Classification of NBFCs

  • Financial service providers
  • Specialized sectorial financiers
  • Market makers
  • Contractual savings institutions
  • Risk-pooling institutions

Financial Service Providers

Financial service providers include brokers (both securities and mortgage) , management consultants, and financial advisors, and they operate on a fee-for-service basis.

Their Services Include

  • Improving informational efficiency for the investors and,
  • In the case of brokers, offering a transactions service by which an investor can liquidate existing assets

Specialized Sectorial Financiers

Provide a limited range of financial services to a targeted sector.

For example,

  • Real estate financiers channel capital to prospective homeowners,
  • Leasing companies provide financing for equipment and
  • Payday lending companies that provide short-term loans to individuals that are Underbanked or have limited resources.

Market Makers

  • Market makers are broker-dealer institutions that quote a buy and sell price and facilitate transactions for financial assets.
  • Such assets include equities, government and corporate debt, derivatives, and foreign currencies.
  • A major contribution of the market makers is improving the liquidity of financial assets in the market.
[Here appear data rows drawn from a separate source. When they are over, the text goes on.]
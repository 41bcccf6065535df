// Field bindings and the resolver that attaches/detaches fields to field wells

use serde::{Deserialize, Serialize};
use thiserror::Error;

use crate::data::DataType;
use crate::schema::{FieldWellSchema, Role};

// =============================================================================
// Data model
// =============================================================================

/// Reduction applied to a measure field within each group
#[derive(Debug, Clone, Copy, PartialEq, Eq, Hash, Serialize, Deserialize)]
#[serde(rename_all = "camelCase")]
pub enum Aggregation {
    Sum,
    Count,
    #[serde(alias = "average")]
    Avg,
    Min,
    Max,
    DistinctCount,
}

impl Aggregation {
    /// Aggregation assigned when a field of `data_type` is dropped onto a well
    pub fn default_for(data_type: DataType) -> Self {
        match data_type {
            DataType::Number => Aggregation::Sum,
            DataType::Date | DataType::String | DataType::Boolean => Aggregation::Count,
        }
    }

    pub fn label(self) -> &'static str {
        match self {
            Aggregation::Sum => "Sum",
            Aggregation::Count => "Count",
            Aggregation::Avg => "Average",
            Aggregation::Min => "Min",
            Aggregation::Max => "Max",
            Aggregation::DistinctCount => "Count (Distinct)",
        }
    }
}

#[derive(Debug, Clone, Copy, PartialEq, Eq, Hash, Serialize, Deserialize)]
#[serde(rename_all = "lowercase")]
pub enum SortDirection {
    Asc,
    Desc,
}

/// A column of a bound dataset
#[derive(Debug, Clone, PartialEq, Serialize, Deserialize)]
#[serde(rename_all = "camelCase")]
pub struct Field {
    pub name: String,
    pub data_type: DataType,
    #[serde(default)]
    pub table: Option<String>,
    /// The field's own "summarize by" setting, overriding the data-type default
    #[serde(default)]
    pub aggregation: Option<Aggregation>,
}

impl Field {
    pub fn new(name: impl Into<String>, data_type: DataType) -> Self {
        Self {
            name: name.into(),
            data_type,
            table: None,
            aggregation: None,
        }
    }

    pub fn with_table(mut self, table: impl Into<String>) -> Self {
        self.table = Some(table.into());
        self
    }

    pub fn with_aggregation(mut self, aggregation: Aggregation) -> Self {
        self.aggregation = Some(aggregation);
        self
    }
}

/// One field occupying one slot of a role
#[derive(Debug, Clone, PartialEq, Serialize, Deserialize)]
#[serde(rename_all = "camelCase")]
pub struct FieldBinding {
    pub role: Role,
    pub field: String,
    #[serde(default = "default_binding_type")]
    pub data_type: DataType,
    pub aggregation: Aggregation,
    #[serde(default, skip_serializing_if = "Option::is_none")]
    pub sort_direction: Option<SortDirection>,
}

fn default_binding_type() -> DataType {
    DataType::String
}

impl FieldBinding {
    pub fn new(role: Role, field: impl Into<String>, data_type: DataType, aggregation: Aggregation) -> Self {
        Self {
            role,
            field: field.into(),
            data_type,
            aggregation,
            sort_direction: None,
        }
    }

    /// True if this binding partitions rows instead of being aggregated
    pub fn is_dimension(&self) -> bool {
        self.role.groups_by(self.data_type)
    }

    /// Header text for the binding: the field name for dimensions,
    /// `"<Aggregation> of <field>"` for measures.
    pub fn display_name(&self) -> String {
        if self.is_dimension() {
            self.field.clone()
        } else {
            format!("{} of {}", self.aggregation.label(), self.field)
        }
    }
}

/// All field bindings of one visual
#[derive(Debug, Clone, PartialEq, Default, Serialize, Deserialize)]
#[serde(rename_all = "camelCase")]
pub struct VisualDataBinding {
    #[serde(default)]
    pub dataset_id: Option<String>,
    #[serde(default)]
    pub fields: Vec<FieldBinding>,
}

impl VisualDataBinding {
    pub fn new(dataset_id: impl Into<String>) -> Self {
        Self {
            dataset_id: Some(dataset_id.into()),
            fields: Vec::new(),
        }
    }

    pub fn fields_for(&self, role: Role) -> impl Iterator<Item = &FieldBinding> {
        self.fields.iter().filter(move |b| b.role == role)
    }

    pub fn contains(&self, role: Role, field: &str) -> bool {
        self.fields_for(role).any(|b| b.field == field)
    }

    pub fn is_empty(&self) -> bool {
        self.fields.is_empty()
    }

    /// Copy of the binding with every slot holding `field` removed, whatever its role
    pub fn without_field(&self, field: &str) -> Self {
        Self {
            dataset_id: self.dataset_id.clone(),
            fields: self.fields.iter().filter(|b| b.field != field).cloned().collect(),
        }
    }
}

// =============================================================================
// Resolver
// =============================================================================

/// Why a field could not be attached to a role
#[derive(Debug, Clone, PartialEq, Error)]
pub enum BindRejection {
    #[error("visual has no '{role}' well")]
    UnknownRole { role: &'static str },

    #[error("field '{field}' of type {data_type:?} is not accepted by the '{role}' well")]
    IncompatibleType {
        field: String,
        data_type: DataType,
        role: &'static str,
    },

    #[error("field '{field}' is already bound to the '{role}' well")]
    Duplicate { field: String, role: &'static str },

    #[error("the '{role}' well already holds {max} fields")]
    RoleFull { role: &'static str, max: usize },
}

/// Attach `field` to `role`, enforcing the schema. Returns a new binding; `binding` is untouched.
pub fn try_attach_field(
    binding: &VisualDataBinding,
    role: Role,
    field: &Field,
    schema: &FieldWellSchema,
) -> Result<VisualDataBinding, BindRejection> {
    let spec = schema
        .role(role)
        .ok_or(BindRejection::UnknownRole { role: role.key() })?;

    if !spec.accepts_type(field.data_type) {
        return Err(BindRejection::IncompatibleType {
            field: field.name.clone(),
            data_type: field.data_type,
            role: role.key(),
        });
    }

    let aggregation = field
        .aggregation
        .unwrap_or_else(|| Aggregation::default_for(field.data_type));
    let new_binding = FieldBinding::new(role, field.name.clone(), field.data_type, aggregation);

    let mut next = binding.clone();
    if spec.is_single() {
        // Replace semantics
        next.fields.retain(|b| b.role != role);
    } else {
        if binding.contains(role, &field.name) {
            return Err(BindRejection::Duplicate {
                field: field.name.clone(),
                role: role.key(),
            });
        }
        if let Some(max) = spec.max_fields {
            if binding.fields_for(role).count() >= max {
                return Err(BindRejection::RoleFull { role: role.key(), max });
            }
        }
    }
    next.fields.push(new_binding);
    Ok(next)
}

/// Attach `field` to `role`. A rejected attach is a no-op: the prior state is returned.
pub fn attach_field(
    binding: &VisualDataBinding,
    role: Role,
    field: &Field,
    schema: &FieldWellSchema,
) -> VisualDataBinding {
    try_attach_field(binding, role, field, schema).unwrap_or_else(|rejection| {
        log::debug!("Ignoring field drop: {}", rejection);
        binding.clone()
    })
}

/// Remove the first slot matching `(role, field_name)`; no-op if absent
pub fn detach_field(binding: &VisualDataBinding, role: Role, field_name: &str) -> VisualDataBinding {
    let mut next = binding.clone();
    if let Some(idx) = next.fields.iter().position(|b| b.role == role && b.field == field_name) {
        next.fields.remove(idx);
    }
    next
}

/// Override the aggregation of a bound field. Type compatibility is not re-validated.
pub fn set_aggregation(
    binding: &VisualDataBinding,
    role: Role,
    field_name: &str,
    aggregation: Aggregation,
) -> VisualDataBinding {
    update_first(binding, role, field_name, |b| b.aggregation = aggregation)
}

pub fn set_sort(
    binding: &VisualDataBinding,
    role: Role,
    field_name: &str,
    direction: Option<SortDirection>,
) -> VisualDataBinding {
    update_first(binding, role, field_name, |b| b.sort_direction = direction)
}

/// Empty a whole well
pub fn clear_role(binding: &VisualDataBinding, role: Role) -> VisualDataBinding {
    let mut next = binding.clone();
    next.fields.retain(|b| b.role != role);
    next
}

fn update_first<F: FnOnce(&mut FieldBinding)>(
    binding: &VisualDataBinding,
    role: Role,
    field_name: &str,
    update: F,
) -> VisualDataBinding {
    let mut next = binding.clone();
    if let Some(slot) = next.fields.iter_mut().find(|b| b.role == role && b.field == field_name) {
        update(slot);
    }
    next
}

#[cfg(test)]
mod tests {
    use super::*;
    use crate::schema::{schema_for, RoleSpec};

    fn text(name: &str) -> Field {
        Field::new(name, DataType::String)
    }

    fn number(name: &str) -> Field {
        Field::new(name, DataType::Number)
    }

    #[test]
    fn test_attach_default_aggregations() {
        let schema = schema_for("column");
        let b = VisualDataBinding::default();
        let b = attach_field(&b, Role::Values, &number("sales"), schema);
        let b = attach_field(&b, Role::Values, &Field::new("day", DataType::Date), schema);
        let b = attach_field(&b, Role::Values, &text("region"), schema);
        let aggs: Vec<Aggregation> = b.fields.iter().map(|f| f.aggregation).collect();
        assert_eq!(aggs, vec![Aggregation::Sum, Aggregation::Count, Aggregation::Count]);
    }

    #[test]
    fn test_field_summarize_by_wins() {
        let schema = schema_for("column");
        let field = number("price").with_aggregation(Aggregation::Avg);
        let b = attach_field(&VisualDataBinding::default(), Role::Values, &field, schema);
        assert_eq!(b.fields[0].aggregation, Aggregation::Avg);
    }

    #[test]
    fn test_replace_on_single_cardinality() {
        let schema = schema_for("column");
        let b = attach_field(&VisualDataBinding::default(), Role::Axis, &text("F1"), schema);
        let b = attach_field(&b, Role::Values, &number("v"), schema);
        let b = attach_field(&b, Role::Axis, &text("F2"), schema);
        let axis: Vec<&str> = b.fields_for(Role::Axis).map(|f| f.field.as_str()).collect();
        assert_eq!(axis, vec!["F2"]);
        assert!(!b.fields.iter().any(|f| f.field == "F1"));
        assert!(b.contains(Role::Values, "v"));
    }

    #[test]
    fn test_duplicate_rejected_on_multi_role() {
        let schema = schema_for("column");
        let b = attach_field(&VisualDataBinding::default(), Role::Values, &number("v"), schema);
        let again = try_attach_field(&b, Role::Values, &number("v"), schema);
        assert!(matches!(again, Err(BindRejection::Duplicate { .. })));
        assert_eq!(attach_field(&b, Role::Values, &number("v"), schema), b);
    }

    #[test]
    fn test_incompatible_type_is_noop() {
        let schema = schema_for("scatter");
        let b = VisualDataBinding::default();
        let res = try_attach_field(&b, Role::XAxis, &text("region"), schema);
        assert!(matches!(res, Err(BindRejection::IncompatibleType { .. })));
        assert_eq!(attach_field(&b, Role::XAxis, &text("region"), schema), b);
    }

    #[test]
    fn test_unknown_role_and_full_role() {
        let schema = FieldWellSchema::new(vec![RoleSpec::new(Role::Values, "Values").max(2)]);
        let b = VisualDataBinding::default();
        assert!(matches!(
            try_attach_field(&b, Role::Axis, &text("a"), &schema),
            Err(BindRejection::UnknownRole { .. })
        ));
        let b = attach_field(&b, Role::Values, &number("a"), &schema);
        let b = attach_field(&b, Role::Values, &number("b"), &schema);
        assert!(matches!(
            try_attach_field(&b, Role::Values, &number("c"), &schema),
            Err(BindRejection::RoleFull { max: 2, .. })
        ));
    }

    #[test]
    fn test_prior_state_untouched() {
        let schema = schema_for("column");
        let before = attach_field(&VisualDataBinding::default(), Role::Axis, &text("F1"), schema);
        let snapshot = before.clone();
        let after = attach_field(&before, Role::Axis, &text("F2"), schema);
        let after = detach_field(&after, Role::Axis, "F2");
        assert_eq!(before, snapshot);
        assert!(after.is_empty());
    }

    #[test]
    fn test_detach_first_match_only() {
        let mut b = VisualDataBinding::default();
        b.fields.push(FieldBinding::new(Role::Tooltips, "x", DataType::Number, Aggregation::Sum));
        b.fields.push(FieldBinding::new(Role::Tooltips, "x", DataType::Number, Aggregation::Max));
        let b = detach_field(&b, Role::Tooltips, "x");
        assert_eq!(b.fields.len(), 1);
        assert_eq!(b.fields[0].aggregation, Aggregation::Max);
        assert_eq!(detach_field(&b, Role::Axis, "nope"), b);
    }

    #[test]
    fn test_set_aggregation_and_sort() {
        let schema = schema_for("column");
        let b = attach_field(&VisualDataBinding::default(), Role::Values, &number("v"), schema);
        let b = set_aggregation(&b, Role::Values, "v", Aggregation::Max);
        let b = set_sort(&b, Role::Values, "v", Some(SortDirection::Desc));
        assert_eq!(b.fields[0].aggregation, Aggregation::Max);
        assert_eq!(b.fields[0].sort_direction, Some(SortDirection::Desc));
        assert!(clear_role(&b, Role::Values).is_empty());
    }

    #[test]
    fn test_display_name() {
        let measure = FieldBinding::new(Role::Values, "sales", DataType::Number, Aggregation::Sum);
        let dim = FieldBinding::new(Role::Axis, "region", DataType::String, Aggregation::Count);
        assert_eq!(measure.display_name(), "Sum of sales");
        assert_eq!(dim.display_name(), "region");
    }
}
Contractual Savings Institutions

  • Contractual savings institutions/Institutional Investors give individuals the opportunity to invest in collective investment vehicles (CIV) as a fiduciary rather than a principal role.
  • Collective investment vehicles pool resources from individuals and firms into various financial instruments including equity, debt, and derivatives.
  • The individual holds equity in the CIV itself rather what the CIV invests in specifically.
  • The two most popular examples of contractual savings institutions are pension funds and mutual funds.

Risk-Pooling Institutions

  • Insurance companies underwrite economic risks associated with illness, death, damage and other risks of loss.
  • Covers risk against uncertainties in return of premium paid by the insured.
  • Although insurance companies do not have banking licenses, in most countries՚ insurance has a separate form of regulation specific to the insurance business and may well be covered by the same financial regulator that also covers banks.
  • There have also been a number of instances where insurance companies and banks have merged thus creating insurance companies that do have banking licenses.

Types of NBFC Companies

  • Asset Finance Company - BIRLA SUN LIFE AMC
  • Investment Company - Cholamandalam Investment and Finance Company Limited (Chola)
  • Micro Finance Company - Annapurna Microfinance Pvt Ltd.
  • Infrastructure Finance Company - NIIF Infrastructure Finance Limited
  • Loan Company - HDB Financial Services
  • Mortgage Guarantee Company - Muthoot Finance Ltd.
  • Core Investment Company – India Infoline Finance Ltd.
  • Housing Finance Company - General Insurance Corporation of India Ltd.

MCQs

Q. NBFCs are registered under ________Act.

Q. Name any 3 types of NBFCs in India.